Mehr Stürze auf hohem Niveau
Die meisten Stürze – in absoluten Zahlen – passierten zwar bei Turnieren auf 2*-Niveau (394) sowie auf 1*-Niveau (360), die wenigsten auf 4*-Niveau (87) – doch in Relation zu den Starts war es genau umgekehrt: Die prozentuelle Wahrscheinlichkeit, bei einem Start zu stürzen, war in einem 4*-Event am höchsten (5,55 %) und in einem 1*-Event am geringsten (0,95 %). Auch bei Championaten ist die Wahrscheinlichkeit von Stürzen doppelt so hoch wie bei einem normalen Turnier.

Mehr Stürze bei abwerfbaren Hindernissen?
Ein weiteres Ergebnis kam für viele Zuhörer überraschend: Hindernisse mit abwerfbaren Elementen (frangible fences) bergen ein größeres Sturz-Risiko als feste Hindernisse – und zwar ist dieses Risiko 1,6 mal höher. Das Faktum, daß ausgerechnet ein neues Sicherheits-Feature ein größeres Sturz-Risiko zur Folge haben könnte, sorgte prompt für Schlagzeilen in Fachmedien, doch Charles Barnett warnte vor voreiligen Schlüssen: Dieses Resultat stehe noch auf schwachen Beinen, man benötige noch mehr Kontroll-Daten, bevor man sich ein abschließendes Urteil bilden könne.

Hindernis-Typ beeinflusst Sturz-Risiko
Ein weiterer Einfluss-Faktor für das Sturz-Risiko sind der Typ bzw. die Bauart des Hindernisses: Hecken sowie schmale und rundgebaute (Tonne, Rolle) Hindernisse weisen ein deutlich geringeres Risiko auf als Hoch-Weit-Sprünge. Das mit Abstand größte Sturzrisiko besteht bei Ecken – hier ist die Gefahr eines Sturzes rund fünf Mal höher als bei einer Hecke.

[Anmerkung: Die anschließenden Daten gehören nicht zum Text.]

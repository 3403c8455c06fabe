/*
 * Responsibility
 * - 環境変数や設定の読み込み (JWT secret, token TTL, API versions, permission hierarchy など)
 * - 設定値のバリデーション (不足なら起動失敗)
 */
use std::fmt;
use std::net::SocketAddr;
use std::str::FromStr;

use crate::services::auth::permissions::{HierarchyError, PermissionHierarchy};
use crate::services::versioning::{ApiVersion, VersionPolicy, VersionPolicyError};

#[derive(Debug, Clone, Copy, PartialEq, Eq)]
pub enum AppEnv {
    Development,
    Production,
}

impl AppEnv {
    pub fn parse(raw: Option<&str>) -> Self {
        match raw.unwrap_or("development").to_ascii_lowercase().as_str() {
            "production" | "prod" => Self::Production,
            _ => Self::Development,
        }
    }

    pub fn is_production(&self) -> bool {
        matches!(self, Self::Production)
    }
}

#[derive(Debug)]
pub enum ConfigError {
    Missing(&'static str),
    Invalid(&'static str),
    Versions(VersionPolicyError),
    Hierarchy(HierarchyError),
}

impl fmt::Display for ConfigError {
    fn fmt(&self, f: &mut fmt::Formatter<'_>) -> fmt::Result {
        match self {
            ConfigError::Missing(key) => write!(f, "missing configuration: {}", key),
            ConfigError::Invalid(key) => write!(f, "invalid configuration: {}", key),
            ConfigError::Versions(e) => write!(f, "invalid API version configuration: {}", e),
            ConfigError::Hierarchy(e) => write!(f, "invalid permission hierarchy: {}", e),
        }
    }
}

impl std::error::Error for ConfigError {
    fn source(&self) -> Option<&(dyn std::error::Error + 'static)> {
        match self {
            ConfigError::Versions(e) => Some(e),
            ConfigError::Hierarchy(e) => Some(e),
            _ => None,
        }
    }
}

impl From<VersionPolicyError> for ConfigError {
    fn from(e: VersionPolicyError) -> Self {
        ConfigError::Versions(e)
    }
}

impl From<HierarchyError> for ConfigError {
    fn from(e: HierarchyError) -> Self {
        ConfigError::Hierarchy(e)
    }
}

#[derive(Clone)]
pub struct BootstrapAdmin {
    pub email: String,
    pub password: String,
}

#[derive(Clone)]
pub struct Config {
    pub addr: SocketAddr,
    pub app_env: AppEnv,
    pub cors_allowed_origins: Vec<String>,

    pub jwt_secret: String,
    pub access_token_ttl_seconds: u64,
    pub refresh_token_ttl_seconds: u64,

    pub version_policy: VersionPolicy,
    pub permission_hierarchy: PermissionHierarchy,

    // Unset: revoked refresh tokens are kept in process memory.
    pub redis_url: Option<String>,
    pub bootstrap_admin: Option<BootstrapAdmin>,
}

impl fmt::Debug for Config {
    fn fmt(&self, f: &mut fmt::Formatter<'_>) -> fmt::Result {
        // Do not print secrets
        f.debug_struct("Config")
            .field("addr", &self.addr)
            .field("app_env", &self.app_env)
            .field("cors_allowed_origins", &self.cors_allowed_origins)
            .field("access_token_ttl_seconds", &self.access_token_ttl_seconds)
            .field("refresh_token_ttl_seconds", &self.refresh_token_ttl_seconds)
            .field("version_policy", &self.version_policy)
            .field("redis_url", &self.redis_url.is_some())
            .field("bootstrap_admin", &self.bootstrap_admin.is_some())
            .finish()
    }
}

impl Config {
    pub fn from_env() -> Result<Self, ConfigError> {
        dotenvy::dotenv().ok();
        Self::from_vars(|key| std::env::var(key).ok())
    }

    /// Build from an arbitrary key lookup (the environment in production, a map in tests).
    pub fn from_vars<F>(var: F) -> Result<Self, ConfigError>
    where
        F: Fn(&str) -> Option<String>,
    {
        let port: u16 = var("PORT").and_then(|s| s.parse().ok()).unwrap_or(3000);

        let addr: SocketAddr = SocketAddr::from_str(&format!("0.0.0.0:{}", port))
            .map_err(|_| ConfigError::Invalid("PORT"))?;

        let app_env = AppEnv::parse(var("APP_ENV").as_deref());

        let cors_allowed_origins = var("CORS_ALLOWED_ORIGINS")
            .unwrap_or_default()
            .split(',')
            .map(|s| s.trim().to_string())
            .filter(|s| !s.is_empty())
            .collect::<Vec<_>>();

        let jwt_secret = var("JWT_SECRET_KEY")
            .filter(|s| !s.trim().is_empty())
            .ok_or(ConfigError::Missing("JWT_SECRET_KEY"))?;

        let access_token_minutes = parse_positive_or(&var, "ACCESS_TOKEN_EXPIRE_MINUTES", 30)?;
        let refresh_token_days = parse_positive_or(&var, "REFRESH_TOKEN_EXPIRE_DAYS", 7)?;

        let versions = parse_versions(var("API_VERSIONS").as_deref().unwrap_or("v1,v2"))
            .ok_or(ConfigError::Invalid("API_VERSIONS"))?;
        let default_version = ApiVersion::parse(var("API_DEFAULT_VERSION").as_deref().unwrap_or("v1"))
            .ok_or(ConfigError::Invalid("API_DEFAULT_VERSION"))?;
        let deprecated = parse_versions(var("API_DEPRECATED_VERSIONS").as_deref().unwrap_or(""))
            .ok_or(ConfigError::Invalid("API_DEPRECATED_VERSIONS"))?;
        let sunset = var("API_SUNSET_DATE").filter(|s| !s.trim().is_empty());

        let version_policy =
            VersionPolicy::new(versions, default_version)?.with_deprecated(deprecated, sunset)?;

        let permission_hierarchy = match var("PERMISSION_HIERARCHY_JSON") {
            Some(raw) if !raw.trim().is_empty() => PermissionHierarchy::from_json(&raw)?,
            _ => PermissionHierarchy::builtin(),
        };

        let redis_url = var("REDIS_URL").filter(|s| !s.trim().is_empty());

        let bootstrap_admin = match (var("BOOTSTRAP_ADMIN_EMAIL"), var("BOOTSTRAP_ADMIN_PASSWORD")) {
            (Some(email), Some(password)) => Some(BootstrapAdmin { email, password }),
            (None, None) => None,
            (Some(_), None) => return Err(ConfigError::Missing("BOOTSTRAP_ADMIN_PASSWORD")),
            (None, Some(_)) => return Err(ConfigError::Missing("BOOTSTRAP_ADMIN_EMAIL")),
        };

        Ok(Self {
            addr,
            app_env,
            cors_allowed_origins,
            jwt_secret,
            access_token_ttl_seconds: access_token_minutes.saturating_mul(60),
            refresh_token_ttl_seconds: refresh_token_days.saturating_mul(24 * 60 * 60),
            version_policy,
            permission_hierarchy,
            redis_url,
            bootstrap_admin,
        })
    }
}

/// A zero lifetime would mint tokens that are already expired.
fn parse_positive_or<F>(var: &F, key: &'static str, default: u64) -> Result<u64, ConfigError>
where
    F: Fn(&str) -> Option<String>,
{
    match var(key) {
        Some(raw) => match raw.trim().parse() {
            Ok(0) | Err(_) => Err(ConfigError::Invalid(key)),
            Ok(n) => Ok(n),
        },
        None => Ok(default),
    }
}

/// Comma-separated tags; `None` if any entry is not a version tag.
fn parse_versions(raw: &str) -> Option<Vec<ApiVersion>> {
    raw.split(',')
        .map(str::trim)
        .filter(|s| !s.is_empty())
        .map(ApiVersion::parse)
        .collect()
}
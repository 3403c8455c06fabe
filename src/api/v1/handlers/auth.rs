/*
 * Responsibility
 * - /auth 系 handler (register / login / refresh / logout / me / change-password)
 * - DTO を受け、service 呼び出し、envelope に包んで返すだけ
 */
use axum::{extract::State, http::StatusCode};
use uuid::Uuid;

use crate::api::dto::ApiResponse;
use crate::api::extractors::{Authenticated, Ctx, JsonBody};
use crate::api::v1::dto::auth::{
    ChangePasswordRequest, LoginData, LoginRequest, RefreshTokenRequest, RegisterRequest, TokensData, UserData,
};
use crate::api::v1::dto::users::UserResponse;
use crate::error::AppError;
use crate::repos::UserRecord;
use crate::state::AppState;

pub async fn register(
    State(state): State<AppState>,
    Ctx(ctx): Ctx,
    JsonBody(req): JsonBody<RegisterRequest>,
) -> Result<(StatusCode, ApiResponse<UserData>), AppError> {
    let user = state.accounts.register(req.into()).await?;

    Ok((
        StatusCode::CREATED,
        ApiResponse::ok(
            &ctx,
            "Registration successful",
            UserData {
                user: UserResponse::from(&user),
            },
        ),
    ))
}

pub async fn login(
    State(state): State<AppState>,
    Ctx(ctx): Ctx,
    JsonBody(req): JsonBody<LoginRequest>,
) -> Result<ApiResponse<LoginData>, AppError> {
    let (user, tokens) = state.accounts.login(&req.email, &req.password).await?;

    Ok(ApiResponse::ok(
        &ctx,
        "Login successful",
        LoginData {
            tokens: tokens.into(),
            user: UserResponse::from(&user),
        },
    ))
}

pub async fn refresh(
    State(state): State<AppState>,
    Ctx(ctx): Ctx,
    JsonBody(req): JsonBody<RefreshTokenRequest>,
) -> Result<ApiResponse<TokensData>, AppError> {
    let tokens = state.tokens.refresh(&req.refresh_token).await?;

    Ok(ApiResponse::ok(
        &ctx,
        "Token refreshed successfully",
        TokensData {
            tokens: tokens.into(),
        },
    ))
}

pub async fn logout(
    State(state): State<AppState>,
    auth: Authenticated,
    JsonBody(req): JsonBody<RefreshTokenRequest>,
) -> Result<ApiResponse<()>, AppError> {
    state
        .tokens
        .revoke(&req.refresh_token, &auth.claims().sub)
        .await?;

    Ok(ApiResponse::message(auth.ctx(), "Logout successful"))
}

pub async fn change_password(
    State(state): State<AppState>,
    auth: Authenticated,
    JsonBody(req): JsonBody<ChangePasswordRequest>,
) -> Result<ApiResponse<()>, AppError> {
    let user = current_user(&state, &auth).await?;
    state
        .accounts
        .change_password(user.id, &req.current_password, &req.new_password)
        .await?;

    Ok(ApiResponse::message(auth.ctx(), "Password changed successfully"))
}

pub async fn me(
    State(state): State<AppState>,
    auth: Authenticated,
) -> Result<ApiResponse<UserData>, AppError> {
    let user = current_user(&state, &auth).await?;

    Ok(ApiResponse::ok(
        auth.ctx(),
        "User information retrieved successfully",
        UserData {
            user: UserResponse::from(&user),
        },
    ))
}

/// The user behind a verified access token; a token whose subject is gone
/// or deactivated no longer authenticates.
pub(crate) async fn current_user(
    state: &AppState,
    auth: &Authenticated,
) -> Result<UserRecord, AppError> {
    let user_id = Uuid::parse_str(&auth.claims().sub).map_err(|_| AppError::Unauthorized)?;

    state
        .users
        .find_by_id(user_id)
        .await?
        .filter(|u| u.is_active)
        .ok_or(AppError::Unauthorized)
}
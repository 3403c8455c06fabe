//! Process-local cache used when no Valkey URL is configured.
//!
//! Entries expire lazily: an expired key is treated as absent and dropped on
//! the next write.
use async_trait::async_trait;
use std::{
    collections::HashMap,
    sync::{Arc, Mutex},
    time::{Duration, Instant},
};

use crate::services::cache::client::{CacheClient, CacheError, CacheResult};

#[derive(Clone, Default)]
pub struct MemoryCache {
    entries: Arc<Mutex<HashMap<String, (String, Instant)>>>,
}

impl MemoryCache {
    pub fn new() -> Self {
        Self::default()
    }
}

fn poisoned() -> CacheError {
    CacheError::BackendCommand("memory cache lock poisoned".to_string())
}

#[async_trait]
impl CacheClient for MemoryCache {
    fn backend_name(&self) -> &'static str {
        "memory"
    }

    async fn get_string(&self, key: &str) -> CacheResult<Option<String>> {
        let entries = self.entries.lock().map_err(|_| poisoned())?;

        Ok(entries
            .get(key)
            .filter(|(_, expires_at)| *expires_at > Instant::now())
            .map(|(value, _)| value.clone()))
    }

    async fn set_if_absent_with_ttl(
        &self,
        key: &str,
        value: &str,
        ttl: Duration,
    ) -> CacheResult<bool> {
        let now = Instant::now();
        let mut entries = self.entries.lock().map_err(|_| poisoned())?;

        entries.retain(|_, (_, expires_at)| *expires_at > now);

        if entries.contains_key(key) {
            return Ok(false);
        }

        // Same clamp as `SET ... EX`
        let ttl = ttl.max(Duration::from_secs(1));
        entries.insert(key.to_string(), (value.to_string(), now + ttl));

        Ok(true)
    }

    async fn ping(&self) -> CacheResult<()> {
        self.entries.lock().map(|_| ()).map_err(|_| poisoned())
    }
}

#[cfg(test)]
mod tests {
    use super::*;

    #[tokio::test]
    async fn set_if_absent_only_sets_once() {
        let cache = MemoryCache::new();

        assert!(cache.set_if_absent_with_ttl("k", "1", Duration::from_secs(60)).await.unwrap());
        assert!(!cache.set_if_absent_with_ttl("k", "2", Duration::from_secs(60)).await.unwrap());
        assert_eq!(cache.get_string("k").await.unwrap().as_deref(), Some("1"));
        assert_eq!(cache.get_string("other").await.unwrap(), None);
    }

    #[tokio::test]
    async fn clones_share_entries() {
        let cache = MemoryCache::new();
        let clone = cache.clone();

        cache.set_if_absent_with_ttl("k", "1", Duration::from_secs(60)).await.unwrap();
        assert!(clone.get_string("k").await.unwrap().is_some());
        assert!(cache.ping().await.is_ok());
    }
}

Bei Bergab-Hindernissen ist das Sturzrisiko 1,7 Mal höher als bei Hindernissen auf einheitlichem Niveau oder bei Bergauf-Sprüngen. Auch Wasserhindernisse bergen generell ein erhöhtes Risiko, zu Sturz zu kommen – und dies bei allen Varianten (Sprünge aus dem Wasser, Sprünge im Wasser und Sprünge ins Wasser). Das höchste Risiko bergen Sprünge ins Wasser.

Verletzungsrisiko des Reiters
Interessante Ergebnisse brachte die Auswertung der Stürze hinsichtlich der Verletzungsgefahr für den Reiter. Dieses Risiko ist bei Championaten (Faktor 1,8) besonders groß, ebenso bei jungen Pferden bis maximal sieben Jahre (Faktor 2,5). Auch ein zu hohes Annäherungs-Tempo erhöht das Verletzungs-Risiko für den Reiter (Faktor 1,5), ebenso ein harter Aufprall des Pferdes am Hindernis (Faktor 2,4). Bei den bereits angesprochenen abwerfbaren Hindernissen ist das Risiko einer Verletzung des Reiters 1,9 Mal höher. Das höchste Risiko einer Reiterverletzung besteht bei Hindernissen, die aus dem Wasser heraus zu springen sind – mit Faktor 2,8. Bei Sprüngen ins Wasser ist die Gefahr einer Verletzung des Reiters hingegen deutlich geringer (Faktor 0,2). Charles Barnett: „Die mit dem Hindernisbau verbundenen Risikofaktoren müssen jedenfalls an die Hindernisbauer, Kursdesigner und die Technischen Delegierten weitergegeben werden – sie sollten sich über besonders riskante Hindernis-Typen im Klaren sein."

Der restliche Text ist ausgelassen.